The very reason that people, I included, started playing New Horizons is the very same reason it became such a phenomenon: The Coronavirus Pandemic. During a time of social distancing, Animal Crossing’s multiplayer features allowed players to virtually connect and spend time together on their islands while they had to be physically separated. Classmates took to their Switches to host virtual graduation ceremonies, friends united to celebrate a virtual birthday party, families worked together to reach that coveted 5-star island rating. As Aya Kyogoku, the Director of Animal Crossing New Horizons said in an interview; “Animal Crossing is a communication game. I hope that through their life in the game world, people enjoy communicating with each other.”

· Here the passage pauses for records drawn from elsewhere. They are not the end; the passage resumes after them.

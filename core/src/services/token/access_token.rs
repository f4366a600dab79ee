//! Signed access tokens
//!
//! Format: `base64url(header).base64url(payload).hex(hmac_sha256(header.payload))`.

use base64::{engine::general_purpose::URL_SAFE_NO_PAD, Engine};
use constant_time_eq::constant_time_eq;
use hmac::{Hmac, Mac};
use once_cell::sync::Lazy;
use serde::de::DeserializeOwned;
use serde::Serialize;
use serde_json::{Map, Value};
use sha2::Sha256;

use crate::errors::TokenError;

type HmacSha256 = Hmac<Sha256>;

/// The only header this codec emits or accepts
static HEADER: Lazy<String> =
    Lazy::new(|| URL_SAFE_NO_PAD.encode(r#"{"alg":"HS256","typ":"JWT"}"#));

fn sign(signing_input: &str, key: &str) -> Result<String, TokenError> {
    let mut mac =
        HmacSha256::new_from_slice(key.as_bytes()).map_err(|e| TokenError::EncodingFailed {
            message: e.to_string(),
        })?;
    mac.update(signing_input.as_bytes());
    Ok(hex::encode(mac.finalize().into_bytes()))
}

/// Sign a payload; it must serialize to a JSON object
pub fn encode<T: Serialize>(payload: &T, key: &str) -> Result<String, TokenError> {
    let value = serde_json::to_value(payload).map_err(|e| TokenError::EncodingFailed {
        message: e.to_string(),
    })?;
    if !value.is_object() {
        return Err(TokenError::NonObjectPayload);
    }

    let body = URL_SAFE_NO_PAD.encode(value.to_string());
    let signing_input = format!("{}.{}", HEADER.as_str(), body);
    let signature = sign(&signing_input, key)?;
    Ok(format!("{}.{}", signing_input, signature))
}

/// Verify a token and return its payload object
pub fn verify(token: &str, key: &str) -> Result<Map<String, Value>, TokenError> {
    let parts: Vec<&str> = token.split('.').collect();
    if parts.len() != 3 {
        return Err(TokenError::InvalidFormat);
    }
    if parts[0] != HEADER.as_str() {
        return Err(TokenError::HeaderMismatch);
    }

    let expected = sign(&format!("{}.{}", parts[0], parts[1]), key)?;
    if !constant_time_eq(expected.as_bytes(), parts[2].as_bytes()) {
        return Err(TokenError::SignatureMismatch);
    }

    let bytes = URL_SAFE_NO_PAD
        .decode(parts[1])
        .map_err(|_| TokenError::InvalidFormat)?;
    match serde_json::from_slice::<Value>(&bytes) {
        Ok(Value::Object(map)) => Ok(map),
        Ok(_) => Err(TokenError::NonObjectPayload),
        Err(_) => Err(TokenError::InvalidFormat),
    }
}

/// Verify a token and deserialize its payload
pub fn verify_as<T: DeserializeOwned>(token: &str, key: &str) -> Result<T, TokenError> {
    let map = verify(token, key)?;
    serde_json::from_value(Value::Object(map)).map_err(|e| TokenError::InvalidPayload {
        message: e.to_string(),
    })
}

It wasn’t just the multiplayer aspect that made the game such a success during the early days of quarantine. The games relaxing nature made it the perfect medium for escapism. Players could leave the confines of their apartment and travel to a tropical island at the flick of a Switch. Those struggling with a lack of structure in their days could find a daily routine in hitting rocks or digging up fossils. New Horizons also provided a feeling of control via the ‘Island Designer App’ which literally allows players control over the land. Through building cliffs, waterfalls or rivers players can create their own idyllic island paradise – a small element of calm and control amongst a tumultuous reality.

To sum it all up, Animal Crossing New Horizons turned out to be the perfect game released at the perfect time.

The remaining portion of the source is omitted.